Assignment ::
Wherever the word "force" appears in the entries, copy the whole line.

Records shown ::
//! Configuration management for ModernizeAI.
//!
//! Configuration is loaded from the platform config directory with defaults
//! for every value, so a missing file is never an error.

mod types;
mod validate;

pub use types::*;

use crate::error::ConfigError;
use serde::{Deserialize, Serialize};
use std::path::{Path, PathBuf};

/// Root configuration structure for ModernizeAI.
#[derive(Debug, Clone, Default, Serialize, Deserialize)]
#[serde(default)]
pub struct Config {
    /// Pipeline defaults
    pub pipeline: PipelineConfig,

    /// Resource limits
    pub limits: LimitsConfig,

    /// Logging settings
    pub logging: LoggingConfig,

    /// LLM provider settings
    pub llm: LlmConfig,
}

impl Config {
    /// Load configuration from the default location.
    ///
    /// Returns default configuration if the file doesn't exist.
    pub fn load() -> Result<Self, ConfigError> {
        let path = Self::default_path();
        if path.exists() {
            Self::load_from(&path)
        } else {
            Ok(Self::default())
        }
    }

    /// Load configuration from a specific file path.
    pub fn load_from(path: &Path) -> Result<Self, ConfigError> {
        let content = std::fs::read_to_string(path)?;
        Self::from_toml(&content)
    }

    /// Parse and validate configuration from a TOML string.
    pub fn from_toml(content: &str) -> Result<Self, ConfigError> {
        let config: Config = toml::from_str(content)?;
        config.validate()?;
        Ok(config)
    }

    /// Get the default config file path.
    ///
    /// Uses platform-appropriate directories:
    /// - macOS: ~/Library/Application Support/ai.modernize.modernize/config.toml
    /// - Linux: ~/.config/modernize/config.toml
    /// - Windows: C:\Users\<User>\AppData\Roaming\modernize\config\config.toml
    ///
    /// Falls back to ~/.modernize/config.toml if directory detection fails.
    pub fn default_path() -> PathBuf {
        directories::ProjectDirs::from("ai", "modernize", "modernize")
            .map(|dirs| dirs.config_dir().to_path_buf().join("config.toml"))
            .unwrap_or_else(|| {
                let home = std::env::var("HOME").unwrap_or_else(|_| ".".to_string());
                PathBuf::from(home).join(".modernize").join("config.toml")
            })
    }

    /// LLM timeout as a `Duration`.
    pub fn llm_timeout(&self) -> std::time::Duration {
        std::time::Duration::from_millis(self.limits.llm_timeout_ms)
    }

    /// Serialize the config to a pretty TOML string.
    pub fn to_toml(&self) -> Result<String, ConfigError> {
        toml::to_string_pretty(self).map_err(|e| ConfigError::ValidationError(e.to_string()))
    }
}
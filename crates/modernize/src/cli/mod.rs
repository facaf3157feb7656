//! Command implementations for the `modernize` binary.

pub mod config;
pub mod detect;
pub mod process;
//! LLM integration for code annotation and refactoring.
//!
//! Provides a provider abstraction over OpenAI-compatible chat backends
//! (OpenAI, Grok, Mistral) and the factory that picks one by name.

pub(crate) mod factory;
pub(crate) mod grok;
pub(crate) mod mistral;
pub(crate) mod openai;
pub(crate) mod provider;

pub use factory::{resolve_env_var, Credentials, LlmProviderFactory, ProviderKind};
pub use grok::GrokProvider;
pub use mistral::MistralProvider;
pub use openai::OpenAiProvider;
pub use provider::{ChatReply, LlmProvider};
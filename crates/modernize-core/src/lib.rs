//! ModernizeAI Core - legacy code annotation and refactoring library.
//!
//! Sends legacy source code to an LLM chat backend and returns annotated
//! code, pseudocode, a refactor into a target language, and an optional
//! explanation of the refactor.
//!
//! # Architecture
//!
//! ```text
//! Code → Detect Language → Annotate → Pseudocode → Refactor → (Explain) → Result
//! ```
//!
//! Each arrow after detection is one blocking round trip to the selected
//! provider. Backend failures become text in the result; only configuration
//! mistakes are returned as errors.
//!
//! # Usage
//!
//! ```rust,ignore
//! use modernize_core::{Config, Modernizer};
//!
//! #[tokio::main]
//! async fn main() -> modernize_core::Result<()> {
//!     let modernizer = Modernizer::new(Config::load()?);
//!     let result = modernizer
//!         .process("      SUBROUTINE HELLO", true, "Python", Some("Mistral"))
//!         .await?;
//!     println!("{}", result.refactored_code);
//!     Ok(())
//! }
//! ```

// Module declarations
pub mod config;
pub mod detect;
pub mod error;
pub mod llm;
pub mod output;
pub mod pipeline;
pub mod source;
pub mod types;

// Re-exports for convenient access
pub use config::Config;
pub use detect::{detect, LanguageDetector, LexerGuesser, SyntectGuesser};
pub use error::{ConfigError, LlmError, ModernizeError, Result};
pub use llm::{ChatReply, Credentials, LlmProvider, LlmProviderFactory, ProviderKind};
pub use output::{OutputFormat, OutputWriter};
pub use pipeline::{CodeCompanion, DEFAULT_TARGET_LANGUAGE};
pub use source::read_source;
pub use types::{PipelineResult, PipelineStep};

/// Library version.
pub const VERSION: &str = env!("CARGO_PKG_VERSION");

/// Entry point holding configuration and the credentials resolved from it.
pub struct Modernizer {
    config: Config,
    credentials: Credentials,
}

impl Modernizer {
    /// Create a modernizer, resolving provider credentials once.
    pub fn new(config: Config) -> Self {
        let credentials = Credentials::resolve(&config.llm);
        tracing::debug!("Initializing ModernizeAI v{VERSION} ({credentials:?})");
        Self::with_credentials(config, credentials)
    }

    pub fn with_credentials(config: Config, credentials: Credentials) -> Self {
        Self {
            config,
            credentials,
        }
    }

    /// Get a reference to the current configuration.
    pub fn config(&self) -> &Config {
        &self.config
    }

    /// Build a companion bound to the named provider.
    ///
    /// Fails before any network traffic if the name is not recognised.
    pub fn companion(&self, provider: Option<&str>) -> Result<CodeCompanion> {
        let client = LlmProviderFactory::create(
            provider,
            &self.config.llm,
            &self.credentials,
            self.config.llm_timeout(),
        )?;
        Ok(CodeCompanion::new(client))
    }

    /// Run the whole pipeline on `code`.
    pub async fn process(
        &self,
        code: &str,
        explain: bool,
        target_language: &str,
        provider: Option<&str>,
    ) -> Result<PipelineResult> {
        let companion = self.companion(provider)?;
        Ok(companion.process(code, explain, target_language).await)
    }
}

#[cfg(test)]
mod tests {
    use super::*;

    #[test]
    fn test_version() {
        assert!(!VERSION.is_empty());
    }

    #[tokio::test]
    async fn test_unknown_provider_fails_before_network() {
        let modernizer = Modernizer::with_credentials(Config::default(), Credentials::default());
        let err = modernizer
            .process("IDENTIFICATION DIVISION.", false, "Python", Some("Bard"))
            .await
            .unwrap_err();
        assert!(matches!(
            err,
            ModernizeError::Config(ConfigError::UnknownProvider(ref name)) if name == "Bard"
        ));
    }

    #[test]
    fn test_companion_uses_requested_provider() {
        let modernizer = Modernizer::with_credentials(Config::default(), Credentials::default());
        assert_eq!(modernizer.companion(None).unwrap().provider_name(), "OpenAI");
        assert_eq!(
            modernizer.companion(Some("Grok")).unwrap().provider_name(),
            "Grok"
        );
    }

    #[tokio::test]
    async fn test_process_against_local_backend() {
        use wiremock::{matchers::method, Mock, MockServer, ResponseTemplate};

        let server = MockServer::start().await;
        Mock::given(method("POST"))
            .respond_with(ResponseTemplate::new(200).set_body_json(serde_json::json!({
                "choices": [{ "message": { "content": "dummy response" } }]
            })))
            .expect(4)
            .mount(&server)
            .await;

        let mut config = Config::default();
        config.llm.mistral.endpoint = server.uri();
        let credentials = Credentials {
            mistral: Some("m-key".to_string()),
            ..Credentials::default()
        };
        let modernizer = Modernizer::with_credentials(config, credentials);

        let result = modernizer
            .process(
                "IDENTIFICATION DIVISION.\nPROGRAM-ID. HELLO.",
                true,
                "Go",
                Some("Mistral"),
            )
            .await
            .unwrap();
        assert_eq!(result.language, "COBOL");
        assert_eq!(result.refactored_code, "--- Go Refactor ---\ndummy response");
        assert!(result.has_explanation());
    }
}
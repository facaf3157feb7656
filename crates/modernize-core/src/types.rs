//! Core data types produced by the modernization pipeline.

use serde::{Deserialize, Serialize};
use std::fmt;

/// The complete output for one pipeline run.
///
/// Every text field is always present. A failed backend call leaves its
/// error text where the model's answer would have been.
#[derive(Debug, Clone, PartialEq, Eq, Serialize, Deserialize)]
pub struct PipelineResult {
    /// Detected source language ("COBOL", "FORTRAN", "Unknown", ...)
    pub language: String,

    /// Source with inline comments, under an "Annotated" banner
    pub annotated_code: String,

    /// Plain-language step list, under a "Pseudocode" banner
    pub pseudocode: String,

    /// Rewrite in the target language, under a "<target> Refactor" banner
    pub refactored_code: String,

    /// Refactor explanation; empty exactly when it was not requested
    pub explanation: String,
}

impl PipelineResult {
    pub fn has_explanation(&self) -> bool {
        !self.explanation.is_empty()
    }
}

/// Stages reported to a progress callback as they start.
#[derive(Debug, Clone, Copy, PartialEq, Eq)]
pub enum PipelineStep {
    Detect,
    Annotate,
    Pseudocode,
    Refactor,
    Explain,
}

impl fmt::Display for PipelineStep {
    fn fmt(&self, f: &mut fmt::Formatter<'_>) -> fmt::Result {
        let label = match self {
            PipelineStep::Detect => "Detecting language",
            PipelineStep::Annotate => "Annotating code",
            PipelineStep::Pseudocode => "Writing pseudocode",
            PipelineStep::Refactor => "Refactoring",
            PipelineStep::Explain => "Explaining refactor",
        };
        f.write_str(label)
    }
}
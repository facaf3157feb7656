//! The `modernize config` command for configuration management.

use clap::{Args, Subcommand};
use modernize_core::Config;

/// Arguments for the `config` command.
#[derive(Args, Debug)]
pub struct ConfigArgs {
    #[command(subcommand)]
    pub command: ConfigCommand,
}

/// Subcommands for configuration management.
#[derive(Subcommand, Debug)]
pub enum ConfigCommand {
    /// Display current configuration
    Show,

    /// Show config file path
    Path,

    /// Initialize a new config file with defaults
    Init {
        /// Overwrite existing config file
        #[arg(long)]
        force: bool,
    },
}

/// Execute the config command.
pub async fn execute(args: ConfigArgs) -> anyhow::Result<()> {
    match args.command {
        ConfigCommand::Show => {
            let config = Config::load()?;
            let toml = config.to_toml()?;
            println!("{}", toml);
        }

        ConfigCommand::Path => {
            let path = Config::default_path();
            println!("{}", path.display());
        }

        ConfigCommand::Init { force } => {
            let path = Config::default_path();

            if path.exists() && !force {
                anyhow::bail!(
                    "Config file already exists at: {}\nUse --force to overwrite.",
                    path.display()
                );
            }

            if let Some(parent) = path.parent() {
                std::fs::create_dir_all(parent)?;
            }

            // API keys stay as ${ENV_VAR} references in the written file
            let config = Config::default();
            let toml = config.to_toml()?;
            std::fs::write(&path, toml)?;

            tracing::info!("Config file created at: {}", path.display());
            println!("Configuration initialized at: {}", path.display());
        }
    }

    Ok(())
}
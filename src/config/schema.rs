//! Configuration schema definitions.
//!
//! This module defines the structure of the configuration file using serde.
//! All sections carry defaults, so a missing file or a partial file is
//! always usable.

use serde::{Deserialize, Serialize};

use super::error::{ConfigError, ConfigResult};
use crate::line::{self, LineMode};

/// Root configuration structure.
#[derive(Debug, Clone, Default, Serialize, Deserialize)]
#[serde(default)]
pub struct Config {
    /// Device selection
    pub device: DeviceConfig,
    /// Line parameters applied at open time
    pub line: LineConfig,
    /// Logging configuration
    pub logging: LoggingConfig,
}

/// Device selection section.
#[derive(Debug, Clone, Default, Serialize, Deserialize)]
#[serde(default)]
pub struct DeviceConfig {
    /// Device path, e.g. `/dev/ttyUSB0`. The CLI requires it either here
    /// or via `--device`.
    pub path: Option<String>,
}

/// Line parameter section.
#[derive(Debug, Clone, Serialize, Deserialize)]
#[serde(default)]
pub struct LineConfig {
    /// Line speed in baud, both directions
    pub baud: u32,
    /// 3-character mode descriptor: data bits, parity letter, stop bits
    pub mode: String,
    /// Read timeout in deciseconds; 0 selects non-blocking reads
    pub read_timeout_ds: u8,
    /// XON/XOFF software flow control
    pub flow_control: bool,
}

impl Default for LineConfig {
    fn default() -> Self {
        Self {
            baud: 9600,
            mode: "8N1".to_string(),
            read_timeout_ds: line::MODE_READ_TIMEOUT_DS,
            flow_control: false,
        }
    }
}

/// Logging configuration section.
#[derive(Debug, Clone, Serialize, Deserialize)]
#[serde(default)]
pub struct LoggingConfig {
    /// Default tracing filter when `RUST_LOG` is unset.
    pub level: String,
}

impl Default for LoggingConfig {
    fn default() -> Self {
        Self {
            level: "info".to_string(),
        }
    }
}

impl Config {
    /// Reject values the line engine itself would reject at apply time, so
    /// a bad config file fails at load rather than mid-session.
    pub fn validate(&self) -> ConfigResult<()> {
        if self.line.mode.parse::<LineMode>().is_err() {
            return Err(ConfigError::validation(
                "line.mode",
                format!(
                    "'{}' is not a <dataBits><parity><stopBits> descriptor",
                    self.line.mode
                ),
            ));
        }
        if !line::is_supported_baud(self.line.baud) {
            return Err(ConfigError::validation(
                "line.baud",
                format!("{} is not a supported baud rate", self.line.baud),
            ));
        }
        Ok(())
    }
}

#[cfg(test)]
mod tests {
    use super::*;

    #[test]
    fn test_defaults() {
        let config = Config::default();
        assert_eq!(config.line.baud, 9600);
        assert_eq!(config.line.mode, "8N1");
        assert_eq!(config.line.read_timeout_ds, 5);
        assert!(!config.line.flow_control);
        assert_eq!(config.device.path, None);
        assert_eq!(config.logging.level, "info");
        config.validate().unwrap();
    }

    #[test]
    fn test_partial_file_fills_defaults() {
        let config: Config = toml::from_str(
            r#"
            [device]
            path = "/dev/ttyUSB0"

            [line]
            baud = 115200
            "#,
        )
        .unwrap();

        assert_eq!(config.device.path.as_deref(), Some("/dev/ttyUSB0"));
        assert_eq!(config.line.baud, 115_200);
        assert_eq!(config.line.mode, "8N1");
    }

    #[test]
    fn test_validate_rejects_bad_mode() {
        let mut config = Config::default();
        config.line.mode = "X9Z".to_string();
        let err = config.validate().unwrap_err();
        assert!(err.to_string().contains("line.mode"));
    }

    #[test]
    fn test_validate_rejects_bad_baud() {
        let mut config = Config::default();
        config.line.baud = 12_345;
        let err = config.validate().unwrap_err();
        assert!(err.to_string().contains("line.baud"));
    }
}
fn speed_to_baud(speed: libc::speed_t) -> u32 {
    match speed {
        libc::B0 => 0,
        libc::B50 => 50,
        libc::B75 => 75,
        libc::B110 => 110,
        libc::B134 => 134,
        libc::B150 => 150,
        libc::B200 => 200,
        libc::B300 => 300,
        libc::B600 => 600,
        libc::B1200 => 1_200,
        libc::B1800 => 1_800,
        libc::B2400 => 2_400,
        libc::B4800 => 4_800,
        libc::B9600 => 9_600,
        libc::B19200 => 19_200,
        libc::B38400 => 38_400,
        libc::B57600 => 57_600,
        libc::B115200 => 115_200,
        libc::B230400 => 230_400,
        #[cfg(target_os = "linux")]
        libc::B460800 => 460_800,
        #[cfg(target_os = "linux")]
        libc::B500000 => 500_000,
        #[cfg(target_os = "linux")]
        libc::B576000 => 576_000,
        #[cfg(target_os = "linux")]
        libc::B921600 => 921_600,
        #[cfg(target_os = "linux")]
        libc::B1000000 => 1_000_000,
        #[cfg(target_os = "linux")]
        libc::B1152000 => 1_152_000,
        #[cfg(target_os = "linux")]
        libc::B1500000 => 1_500_000,
        #[cfg(target_os = "linux")]
        libc::B2000000 => 2_000_000,
        #[cfg(target_os = "linux")]
        libc::B2500000 => 2_500_000,
        #[cfg(target_os = "linux")]
        libc::B3000000 => 3_000_000,
        #[cfg(target_os = "linux")]
        libc::B3500000 => 3_500_000,
        #[cfg(target_os = "linux")]
        libc::B4000000 => 4_000_000,
        _ => 0,
    }
}
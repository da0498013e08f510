//! Line-specific error types.
//!
//! Defines error types for serial line configuration and I/O, separate from
//! the configuration-file errors in [`crate::config`].

use thiserror::Error;

/// Errors that can occur while configuring or operating a serial line.
#[derive(Debug, Error)]
pub enum LineError {
    /// The device could not be opened for exclusive read/write access, or
    /// the path does not name a character device.
    #[error("failed to open serial device '{path}': {source}")]
    Open {
        path: String,
        #[source]
        source: std::io::Error,
    },

    /// Querying the live attribute set from the device failed, typically
    /// because the descriptor is not a tty.
    #[error("failed to read line attributes: {0}")]
    AttributeRead(#[source] std::io::Error),

    /// The device rejected an attribute snapshot.
    #[error("failed to apply line attributes: {0}")]
    AttributeWrite(#[source] std::io::Error),

    /// A setter was called with an out-of-range parameter.
    #[error("invalid line parameter: {0}")]
    InvalidParameter(String),

    /// A mode descriptor did not match the 3-character
    /// `<dataBits><parityLetter><stopBits>` pattern.
    #[error("invalid mode descriptor '{0}': expected digit, parity letter (N/E/O), digit")]
    InvalidModeDescriptor(String),

    /// An I/O error occurred during a read, write, flush, or drain.
    #[error("I/O error: {0}")]
    Io(#[from] std::io::Error),
}

impl LineError {
    /// Create an `Open` error from a device path and an OS error.
    pub fn open(path: impl Into<String>, source: std::io::Error) -> Self {
        Self::Open {
            path: path.into(),
            source,
        }
    }

    /// Create an `InvalidParameter` error from a message.
    pub fn invalid_parameter(message: impl Into<String>) -> Self {
        Self::InvalidParameter(message.into())
    }

    /// Create an `Open` error for a path that is not a character device.
    pub(crate) fn not_a_character_device(path: impl Into<String>) -> Self {
        Self::Open {
            path: path.into(),
            source: std::io::Error::new(std::io::ErrorKind::InvalidInput, "not a character device"),
        }
    }
}

/// Result type for line operations.
pub type LineResult<T> = Result<T, LineError>;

Answer to this exercise ::
        force: bool,
        ConfigCommand::Init { force } => {
            if path.exists() && !force {
                    "Config file already exists at: {}\nUse --force to overwrite.",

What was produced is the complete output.